The problem → Print, in exact form, the lines below from the one containing "the admission gate." through the one containing "pub const DEFAULT_TICK: Duration", and omit all others.

Records to use →
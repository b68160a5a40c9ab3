//! Load-driven concurrency controller.
//!
//! ## Cycle
//! `Sampling -> Adjusting -> Publishing`, once per tick:
//! - **Sampling**: take one load sample and record it into the [`LoadHistory`].
//! - **Adjusting**: move the concurrency level one step toward the sign of `live - threshold` (see [`ConcurrencyState::step`]).
//! - **Publishing**: hand a [`LoadSnapshot`] to readers.
//!
//! ## Ownership
//! [`LoadController`] owns the history and the state exclusively.
//! [`ConcurrencyController`] moves it into a background task and publishes snapshots through a `watch` channel, so readers never wait for a tick and never touch the mutable state.
mod state;
pub use state::{Adjustment, ConcurrencyState};

use std::time::Duration;

use loadmgr_model::{LoadSnapshot, LoadWindow};
use tokio::{sync::watch, task::JoinHandle, time::MissedTickBehavior};
use tokio_util::sync::CancellationToken;
use tracing::{debug, trace, warn};

use crate::{
    load::{DEFAULT_SAMPLE_INTERVAL, LoadHistory, LoadSource, SystemLoadSampler, clamp_percent},
    metrics::{MetricsHandle, noop},
};

/// Threshold used when the caller passes `0` (or any non-positive value).
pub const DEFAULT_THRESHOLD: f64 = 80.0;
/// Lowest concurrency level the controller or the executor will ever use.
pub const MIN_CONCURRENCY: usize = 1;
/// Highest concurrency level representable by the admission gate.
pub const MAX_CONCURRENCY: usize = tokio::sync::Semaphore::MAX_PERMITS;
/// Default ceiling for a standalone controller.
pub const DEFAULT_MAX_CONCURRENCY: usize = 100;
/// Default controller period.
pub const DEFAULT_TICK: Duration = Duration::from_secs(1);

const MIN_TICK: Duration = Duration::from_millis(1);

/// Controller settings.
#[derive(Debug, Clone)]
pub struct ControllerConfig {
    /// Lower bound for the concurrency level (at least 1).
    pub min: usize,
    /// Upper bound for the concurrency level.
    pub max: usize,
    /// Load score above which the level steps up and below which it steps down.
    pub threshold: f64,
    /// Period between two cycles.
    pub tick: Duration,
    /// CPU observation window used by the system sampler.
    pub sample_interval: Duration,
}

impl Default for ControllerConfig {
    fn default() -> Self {
        Self {
            min: MIN_CONCURRENCY,
            max: DEFAULT_MAX_CONCURRENCY,
            threshold: DEFAULT_THRESHOLD,
            tick: DEFAULT_TICK,
            sample_interval: DEFAULT_SAMPLE_INTERVAL,
        }
    }
}

impl ControllerConfig {
    /// Config bounded by `max`; a `threshold` of `0` selects [`DEFAULT_THRESHOLD`].
    pub fn new(max: usize, threshold: f64) -> Self {
        Self {
            max,
            threshold,
            ..Default::default()
        }
        .normalized()
    }

    pub fn with_min(mut self, min: usize) -> Self {
        self.min = min;
        self.normalized()
    }

    /// Period between two cycles (floored at 1ms).
    pub fn with_tick(mut self, tick: Duration) -> Self {
        self.tick = tick;
        self.normalized()
    }

    pub fn with_sample_interval(mut self, interval: Duration) -> Self {
        self.sample_interval = interval;
        self
    }

    /// Enforce `1 <= min <= max`, a non-zero tick, and replace a missing threshold with the default.
    pub fn normalized(mut self) -> Self {
        self.tick = self.tick.max(MIN_TICK);
        self.min = self.min.max(MIN_CONCURRENCY);
        self.min = self.min.min(MAX_CONCURRENCY);
        self.max = self.max.clamp(self.min, MAX_CONCURRENCY);
        self.threshold = resolve_threshold(self.threshold);
        self
    }
}

#[inline]
pub(crate) fn resolve_threshold(threshold: f64) -> f64 {
    if threshold.is_finite() && threshold > 0.0 {
        threshold
    } else {
        DEFAULT_THRESHOLD
    }
}

/// Controller state machine driven by the caller, one [`LoadController::observe`] per cycle.
pub struct LoadController<S> {
    source: S,
    history: LoadHistory,
    state: ConcurrencyState,
    last: LoadSnapshot,
    tick: Duration,
    metrics: MetricsHandle,
}

impl<S: LoadSource> LoadController<S> {
    pub fn new(cfg: &ControllerConfig, source: S) -> Self {
        let cfg = cfg.clone().normalized();
        let state = ConcurrencyState::from_config(&cfg);
        Self {
            source,
            history: LoadHistory::new(),
            last: LoadSnapshot::initial(state.current()),
            state,
            tick: cfg.tick,
            metrics: noop(),
        }
    }

    pub fn with_metrics(mut self, metrics: MetricsHandle) -> Self {
        self.metrics = metrics;
        self
    }

    #[inline]
    pub fn state(&self) -> ConcurrencyState {
        self.state
    }

    #[inline]
    pub fn history(&self) -> &LoadHistory {
        &self.history
    }

    #[inline]
    pub fn tick(&self) -> Duration {
        self.tick
    }

    /// Last published snapshot; does not sample.
    #[inline]
    pub fn snapshot(&self) -> LoadSnapshot {
        self.last
    }

    /// Run one full cycle and return the published snapshot.
    pub async fn observe(&mut self) -> LoadSnapshot {
        let live_load = clamp_percent(self.source.sample().await);
        self.history.record(live_load);

        let before = self.state.current();
        let adjustment = self.state.step(live_load);

        let snapshot = LoadSnapshot {
            concurrency: self.state.current(),
            live_load,
            avg_1m: self.history.average(LoadWindow::Short),
            avg_5m: self.history.average(LoadWindow::Medium),
            avg_15m: self.history.average(LoadWindow::Long),
            samples: self.history.recorded(),
        };

        if adjustment == Adjustment::Hold {
            trace!(
                target: "loadmgr::controller",
                concurrency = snapshot.concurrency,
                live_load,
                "concurrency held"
            );
        } else {
            debug!(
                target: "loadmgr::controller",
                from = before,
                to = snapshot.concurrency,
                direction = adjustment.as_str(),
                live_load,
                threshold = self.state.threshold(),
                avg_1m = snapshot.avg_1m,
                "concurrency adjusted"
            );
        }

        self.metrics.concurrency_adjusted(&snapshot);
        self.last = snapshot;
        snapshot
    }
}

/// One observation against the host, starting from `max / 2`.
///
/// A `threshold` of `0` selects [`DEFAULT_THRESHOLD`]. Suspends for one sampling interval.
/// Averages cover the single sample taken; use a [`ConcurrencyController`] to accumulate history.
pub async fn adjust_concurrency(max_concurrency: usize, threshold: f64) -> LoadSnapshot {
    let cfg = ControllerConfig::new(max_concurrency, threshold);
    let sampler = SystemLoadSampler::with_interval(cfg.sample_interval);
    LoadController::new(&cfg, sampler).observe().await
}

/// Background controller publishing a [`LoadSnapshot`] every tick.
///
/// The loop stops on [`ConcurrencyController::shutdown`] or when the handle is dropped.
pub struct ConcurrencyController {
    token: CancellationToken,
    rx: watch::Receiver<LoadSnapshot>,
    join: Option<JoinHandle<()>>,
}

impl ConcurrencyController {
    /// Spawn a controller over `source`. Must be called within a tokio runtime.
    pub fn start<S>(cfg: &ControllerConfig, source: S) -> Self
    where
        S: LoadSource + 'static,
    {
        Self::spawn(LoadController::new(cfg, source))
    }

    /// Spawn an already configured [`LoadController`]. Must be called within a tokio runtime.
    pub fn spawn<S>(controller: LoadController<S>) -> Self
    where
        S: LoadSource + 'static,
    {
        let (tx, rx) = watch::channel(controller.snapshot());
        let token = CancellationToken::new();
        let join = tokio::spawn(drive(controller, tx, token.clone()));
        Self {
            token,
            rx,
            join: Some(join),
        }
    }

    /// Most recently published snapshot.
    pub fn snapshot(&self) -> LoadSnapshot {
        *self.rx.borrow()
    }

    /// Most recently published concurrency level.
    pub fn concurrency(&self) -> usize {
        self.rx.borrow().concurrency
    }

    /// Receiver notified on every publish.
    pub fn subscribe(&self) -> watch::Receiver<LoadSnapshot> {
        self.rx.clone()
    }

    /// Stop the loop and wait for it to exit.
    pub async fn shutdown(mut self) {
        self.token.cancel();
        let Some(join) = self.join.take() else {
            return;
        };
        if let Err(e) = join.await {
            warn!(
                target: "loadmgr::controller",
                error = %e,
                panicked = e.is_panic(),
                "controller task ended abnormally"
            );
        }
    }
}

impl Drop for ConcurrencyController {
    fn drop(&mut self) {
        self.token.cancel();
    }
}

async fn drive<S: LoadSource>(
    mut controller: LoadController<S>,
    tx: watch::Sender<LoadSnapshot>,
    token: CancellationToken,
) {
    let mut ticker = tokio::time::interval(controller.tick());
    ticker.set_missed_tick_behavior(MissedTickBehavior::Delay);
    debug!(target: "loadmgr::controller", state = ?controller.state(), "controller started");

    loop {
        tokio::select! {
            _ = token.cancelled() => break,
            _ = ticker.tick() => {}
        }
        let snapshot = tokio::select! {
            _ = token.cancelled() => break,
            snapshot = controller.observe() => snapshot,
        };
        tx.send_replace(snapshot);
    }
    debug!(target: "loadmgr::controller", "controller stopped");
}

Exercise result →
/// Highest concurrency level representable by the admission gate.
pub const MAX_CONCURRENCY: usize = tokio::sync::Semaphore::MAX_PERMITS;
/// Default ceiling for a standalone controller.
pub const DEFAULT_MAX_CONCURRENCY: usize = 100;
/// Default controller period.
pub const DEFAULT_TICK: Duration = Duration::from_secs(1);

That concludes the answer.